We have studied the hormonal secretion and excretion patterns in a patient with the XX type of 17 alpha-hydroxylase deficiency. In the untreated state, the patient's urine contained only those steroids which do not require 17-hydroxylation in their biosynthesis. Aldosterone was not produced in the patient and the metabolic product of its immediate precursor, 18-hydroxy-11-dehydro-tetrahydrocorticosterone, was excreted in markedly elevated amounts. This apparent complete block in 18 oxidation was reversible upon long-term ACTH suppression within 27 days. Direct in vitro incubation of the patient's adrenal gland removed at operation demonstrated, 1) the complete lack of 17 alpha-hydroxylase activity, 2) the functional block in the ability to oxidize the hydroxyl group at the 18 methyl side chain. The addition of physiological concentrations of angiotensin to the incubation medium further showed, 3) angiotensin mildly stimulated the entire aldosterone biosynthetic pathway, 4) angiotensin directly stimulated the conversion of 18-hydroxycorticosterone to aldosterone.

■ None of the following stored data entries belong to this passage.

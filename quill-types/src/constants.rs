//! Configurable yet non-changing constants for the compiler.

/// The default extension of [LANGUAGE_NAME] files, e.g. `main.ql`.
pub const DEFAULT_FILE_EXTENSION: &str = "ql";
pub const LANGUAGE_NAME: &str = "Quill";

/// The entry point as written by the user.
pub const DEFAULT_ENTRY_POINT_FN_NAME: &str = "main";
/// The name the user's entry point is given internally, so that a backend can
/// wrap it with its own `main`.
pub const RENAMED_ENTRY_POINT_FN_NAME: &str = "__quill_main";

/// A class method with this name becomes the class constructor.
pub const CONSTRUCTOR_NAME: &str = "init";

/// Refers to the enclosing class instance inside of a method body.
pub const THIS_KEYWORD: &str = "this";

/// The built-in marker trait that gives a class value semantics.
pub const COPY_TRAIT_NAME: &str = "Copy";

/// Function attributes the compiler knows about, e.g. `@inline fn f() {}`.
pub const INLINE_ATTRIBUTE_NAME: &str = "inline";
pub const EXPORT_ATTRIBUTE_NAME: &str = "export";
pub const TEST_ATTRIBUTE_NAME: &str = "test";
pub const VALID_ATTRIBUTE_NAMES: &[&str] = &[
    INLINE_ATTRIBUTE_NAME,
    EXPORT_ATTRIBUTE_NAME,
    TEST_ATTRIBUTE_NAME,
];
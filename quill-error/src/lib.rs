pub mod convert_parse_tree_error;
pub mod error;
pub mod type_error;
pub mod warning;
use quill_types::{Span, Spanned};
use thiserror::Error;

#[derive(Error, Debug, Clone, PartialEq, Eq, Hash)]
pub enum TypeError {
    #[error(
        "Mismatched types.\n\
         expected: {expected}\n\
         found:    {received}.\n\
         {help}",
         help = if !help_text.is_empty() { format!("help: {}", help_text) } else { String::new() }
    )]
    MismatchedType {
        expected: String,
        received: String,
        help_text: String,
        span: Span,
    },
    #[error("This type is not known. Try annotating it with a type annotation.")]
    UnknownType { span: Span },
    #[error("Type \"{name}\" is not declared in this scope.")]
    UnknownTypeName { name: String, span: Span },
    #[error(
        "Function \"{fn_name}\" is declared to return {expected} but does not end in an expression."
    )]
    MissingReturnValue {
        fn_name: String,
        expected: String,
        span: Span,
    },
    #[error("Operator \"{op}\" cannot be applied to values of type {received} in `{expression}`.")]
    InvalidOperandType {
        op: String,
        received: String,
        expression: String,
        span: Span,
    },
}

impl Spanned for TypeError {
    fn span(&self) -> Span {
        use TypeError::*;
        match self {
            MismatchedType { span, .. } => span.clone(),
            UnknownType { span } => span.clone(),
            UnknownTypeName { span, .. } => span.clone(),
            MissingReturnValue { span, .. } => span.clone(),
            InvalidOperandType { span, .. } => span.clone(),
        }
    }
}
//! Turns the pest parse tree of one source file into a [Module].

mod declaration;
mod expression;
mod statement;

use crate::{
    error::{err, ok, CompileResult},
    language::Module,
    parser::Rule,
    BuildConfig, CompilationContext,
};
use pest::iterators::Pair;
use quill_error::{
    convert_parse_tree_error::ConvertParseTreeError,
    error::CompileError,
    warning::{CompileWarning, Warning},
};
use quill_types::{constants, Ident, Span, Spanned};
use std::{collections::HashSet, path::PathBuf, sync::Arc};

/// Builds the module for `program` and publishes it to the registry of `ctx`.
///
/// Any shape the builder does not recognize is fatal.
pub fn convert_parse_tree(
    ctx: &CompilationContext,
    program: Pair<Rule>,
    module_name: &str,
    source: Arc<str>,
    config: Option<&BuildConfig>,
) -> CompileResult<Module> {
    let path = config.and_then(|c| c.file_path.clone());
    let mut converter = Converter::new(source, path, module_name);
    match converter.module(program) {
        Ok(module) => {
            let id = ctx.registry().publish(module.clone());
            tracing::debug!("built module \"{}\" as {:?}", module.name, id);
            ok(module, converter.warnings, vec![])
        }
        Err(e) => err(converter.warnings, vec![e]),
    }
}

pub(crate) struct Converter {
    src: Arc<str>,
    path: Option<Arc<PathBuf>>,
    module_name: Ident,
    warnings: Vec<CompileWarning>,
}

impl Converter {
    fn new(src: Arc<str>, path: Option<Arc<PathBuf>>, module_name: &str) -> Self {
        Converter {
            src,
            path,
            module_name: Ident::new_no_span(module_name.to_string()),
            warnings: vec![],
        }
    }

    fn span(&self, pair: &Pair<Rule>) -> Span {
        let span = pair.as_span();
        Span::new(self.src.clone(), span.start(), span.end(), self.path.clone())
            .unwrap_or_else(Span::dummy)
    }

    /// A name in the program's namespace. `main` is renamed wherever it is declared or
    /// used, so the entry point and every use of it keep agreeing.
    fn ident(&self, pair: &Pair<Rule>) -> Ident {
        let ident = self.raw_ident(pair);
        if ident.as_str() == constants::DEFAULT_ENTRY_POINT_FN_NAME {
            Ident::new_with_override(
                constants::RENAMED_ENTRY_POINT_FN_NAME.to_string(),
                ident.span(),
            )
        } else {
            ident
        }
    }

    /// A name outside the program's namespace: a module or an attribute.
    fn raw_ident(&self, pair: &Pair<Rule>) -> Ident {
        Ident::new(self.span(pair))
    }

    fn cannot_handle(&self, pair: &Pair<Rule>) -> CompileError {
        ConvertParseTreeError::CannotBeHandled {
            text: pair.as_str().to_string(),
            span: self.span(pair),
        }
        .into()
    }

    fn warn(&mut self, span: Span, warning_content: Warning) {
        self.warnings.push(CompileWarning {
            span,
            warning_content,
        });
    }

    /// Records `name` as declared in the current declaration scope, warning if it was
    /// declared there before.
    fn note_declared(&mut self, declared: &mut HashSet<Ident>, name: &Ident) {
        if !declared.insert(name.clone()) {
            self.warn(
                name.span(),
                Warning::ShadowsOtherSymbol { name: name.clone() },
            );
        }
    }

    fn module(&mut self, program: Pair<Rule>) -> Result<Module, CompileError> {
        let mut module = Module::new(self.module_name.clone(), self.src.clone());
        let mut declarations = vec![];
        for pair in program.into_inner() {
            match pair.as_rule() {
                Rule::external_declaration => {
                    declarations.extend(pair.into_inner());
                }
                Rule::EOI => (),
                _ => return Err(self.cannot_handle(&pair)),
            }
        }

        let mut declared = HashSet::new();
        for pair in of_rule(&declarations, Rule::import_declaration) {
            module.imports.push(self.import_declaration(pair)?);
        }
        for pair in of_rule(&declarations, Rule::variable_declaration_statement) {
            let variable = self.variable_declaration_statement(pair)?;
            self.note_declared(&mut declared, &variable.name);
            module.variables.push(variable);
        }
        for pair in declarations.iter().cloned() {
            match pair.as_rule() {
                Rule::class_declaration => {
                    let clazz = self.clazz_declaration(pair)?;
                    self.note_declared(&mut declared, &clazz.name);
                    module.clazzes.push(clazz);
                }
                Rule::trait_declaration => {
                    let trait_decl = self.trait_declaration(pair)?;
                    self.note_declared(&mut declared, &trait_decl.name);
                    module.traits.push(trait_decl);
                }
                _ => (),
            }
        }
        for pair in of_rule(&declarations, Rule::function_declaration) {
            let function = self.function_declaration(pair)?;
            self.note_declared(&mut declared, &function.name);
            module.functions.push(function);
        }

        let unexpected = declarations.iter().find(|pair| {
            !matches!(
                pair.as_rule(),
                Rule::import_declaration
                    | Rule::variable_declaration_statement
                    | Rule::class_declaration
                    | Rule::trait_declaration
                    | Rule::function_declaration
            )
        });
        if let Some(pair) = unexpected {
            return Err(self.cannot_handle(pair));
        }

        Ok(module)
    }
}

fn of_rule<'i>(pairs: &[Pair<'i, Rule>], rule: Rule) -> Vec<Pair<'i, Rule>> {
    pairs
        .iter()
        .filter(|pair| pair.as_rule() == rule)
        .cloned()
        .collect()
}
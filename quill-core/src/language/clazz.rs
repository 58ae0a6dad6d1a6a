use super::{function::write_function, Function, FunctionType, Type, Variable};
use quill_types::{Ident, Named, Span, Spanned};
use std::fmt;

/// A class: named fields and methods, an optional constructor and the traits it
/// claims to implement.
#[derive(Debug, Clone, PartialEq)]
pub struct Clazz {
    pub name: Ident,
    pub fields: Vec<Variable>,
    /// Every method except the constructor.
    pub methods: Vec<Function>,
    /// The method named `init`, if there is one.
    pub constructor: Option<Function>,
    pub traits: Vec<Ident>,
    pub span: Span,
}

impl Clazz {
    pub fn implements(&self, trait_name: &str) -> bool {
        self.traits.iter().any(|name| name.as_str() == trait_name)
    }
}

/// A method a trait requires, without a body.
#[derive(Debug, Clone, PartialEq)]
pub struct TraitMethod {
    pub name: Ident,
    pub formals: Vec<Variable>,
    pub return_type: Type,
    pub span: Span,
}

impl TraitMethod {
    pub fn signature(&self) -> FunctionType {
        FunctionType {
            parameters: self.formals.iter().map(|formal| formal.ty.clone()).collect(),
            return_type: Box::new(self.return_type.clone()),
        }
    }
}

/// A named set of method signatures. A trait with no methods is a marker.
#[derive(Debug, Clone, PartialEq)]
pub struct Trait {
    pub name: Ident,
    pub methods: Vec<TraitMethod>,
    pub span: Span,
}

impl Named for Clazz {
    fn name(&self) -> &Ident {
        &self.name
    }
}

impl Named for Trait {
    fn name(&self) -> &Ident {
        &self.name
    }
}

impl Spanned for Clazz {
    fn span(&self) -> Span {
        self.span.clone()
    }
}

impl Spanned for Trait {
    fn span(&self) -> Span {
        self.span.clone()
    }
}

pub(crate) fn write_clazz(f: &mut fmt::Formatter<'_>, clazz: &Clazz) -> fmt::Result {
    write!(f, "class {}", clazz.name)?;
    if !clazz.traits.is_empty() {
        let traits = clazz
            .traits
            .iter()
            .map(|t| t.as_str())
            .collect::<Vec<_>>()
            .join(", ");
        write!(f, ": {traits}")?;
    }
    writeln!(f, " {{")?;
    for field in &clazz.fields {
        writeln!(f, "    {field};")?;
    }
    if let Some(constructor) = &clazz.constructor {
        write_function(f, constructor, 1)?;
    }
    for method in &clazz.methods {
        write_function(f, method, 1)?;
    }
    writeln!(f, "}}")
}

impl fmt::Display for Clazz {
    fn fmt(&self, f: &mut fmt::Formatter<'_>) -> fmt::Result {
        write_clazz(f, self)
    }
}

impl fmt::Display for Trait {
    fn fmt(&self, f: &mut fmt::Formatter<'_>) -> fmt::Result {
        if self.methods.is_empty() {
            return writeln!(f, "trait {};", self.name);
        }
        writeln!(f, "trait {} {{", self.name)?;
        for method in &self.methods {
            writeln!(f, "    fn {}: {};", method.name, method.signature())?;
        }
        writeln!(f, "}}")
    }
}
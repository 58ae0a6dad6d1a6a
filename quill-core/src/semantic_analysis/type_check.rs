//! Type inference and checking.
//!
//! Every reference in the module is resolved and annotated with its declaration, every
//! undetermined variable and return type is inferred from its initializer or trailing
//! expression, and every use of a value is checked against the type it is used as.
//! Items are inferred on demand: a use of a function or global declared further down
//! triggers its inference first. Running the pass twice yields the same module.

use super::namespace::{self, ClazzScope, LocalScope, Scope};
use crate::{
    error::{err, ok, CompileResult},
    language::*,
    CompilationContext,
};
use quill_error::{error::CompileError, type_error::TypeError};
use quill_types::{Ident, Span, Spanned};
use std::collections::{HashMap, HashSet};

/// Resolves and checks the types of `module` in place.
///
/// Every error of this pass is fatal. On failure the module is left untouched.
pub fn type_check_module(ctx: &CompilationContext, module: &mut Module) -> CompileResult<()> {
    let mut resolved = module.clone();
    if let Err(e) = resolve_declared_types(ctx, &mut resolved) {
        return err(vec![], vec![e]);
    }
    let checked = {
        let mut checker = TypeChecker::new(ctx, &resolved);
        match checker.check_module() {
            Ok(()) => checker.checked,
            Err(e) => return err(vec![], vec![e]),
        }
    };
    write_back(&mut resolved, checked);
    *module = resolved;
    ok((), vec![], vec![])
}
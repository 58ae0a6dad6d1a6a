use std::{path::PathBuf, sync::Arc};

/// Configuration for the compilation of a single module.
#[derive(Clone, Debug)]
pub struct BuildConfig {
    pub(crate) file_path: Option<Arc<PathBuf>>,
    pub(crate) print_ast: bool,
    pub(crate) print_passes: bool,
    pub(crate) passes: Vec<String>,
}

impl Default for BuildConfig {
    fn default() -> Self {
        Self {
            file_path: None,
            print_ast: false,
            print_passes: false,
            passes: crate::pass_manager::DEFAULT_PASSES
                .iter()
                .map(|name| name.to_string())
                .collect(),
        }
    }
}

impl BuildConfig {
    /// Attaches `file_path` to every span produced, so diagnostics can name the file.
    pub fn root_from_file_path(file_path: PathBuf) -> Self {
        Self {
            file_path: Some(Arc::new(file_path)),
            ..Self::default()
        }
    }

    pub fn print_ast(self, a: bool) -> Self {
        Self {
            print_ast: a,
            ..self
        }
    }

    pub fn print_passes(self, a: bool) -> Self {
        Self {
            print_passes: a,
            ..self
        }
    }

    pub fn without_const_folding(self) -> Self {
        let passes = self
            .passes
            .into_iter()
            .filter(|name| name != crate::pass_manager::CONST_FOLD_NAME)
            .collect();
        Self { passes, ..self }
    }
}
//! Threading warnings and errors through the compilation steps.

use quill_error::error::CompileError;
use quill_error::warning::CompileWarning;

macro_rules! check {
    ($fn_expr: expr, $error_recovery: expr, $warnings: ident, $errors: ident $(,)?) => {{
        let mut res = $fn_expr;
        $warnings.append(&mut res.warnings);
        $errors.append(&mut res.errors);
        #[allow(clippy::manual_unwrap_or)]
        match res.value {
            None => $error_recovery,
            Some(value) => value,
        }
    }};
}

/// Denotes a non-recoverable state
pub fn err<T>(warnings: Vec<CompileWarning>, errors: Vec<CompileError>) -> CompileResult<T> {
    CompileResult {
        value: None,
        warnings,
        errors,
    }
}

/// Denotes a recovered or non-error state
pub fn ok<T>(
    value: T,
    warnings: Vec<CompileWarning>,
    errors: Vec<CompileError>,
) -> CompileResult<T> {
    CompileResult {
        value: Some(value),
        warnings,
        errors,
    }
}

/// The outcome of a compilation step.
///
/// `value` is `None` when the step hit a fatal error. A step may still produce a value
/// alongside errors when it was able to recover; the caller decides what to do with them.
#[derive(Debug, Clone)]
pub struct CompileResult<T> {
    pub value: Option<T>,
    pub warnings: Vec<CompileWarning>,
    pub errors: Vec<CompileError>,
}

impl<T> CompileResult<T> {
    pub fn is_ok(&self) -> bool {
        self.value.is_some() && self.errors.is_empty()
    }
}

We propose that in this patient, 17-hydroxylase deficiency produced a decreased plasma concentration of cortisol, followed by stimulation of deoxycorticosterone production by ACTH. The resultant increase in extracellular fluid volume suppressed plasma renin activity. This resulted in a low plasma concentration of angiotensin II which directly suppressed oxidation of 18-hydroxycorticosterone to aldosterone. This defect has been called corticosterone methyl oxidase defect type 2.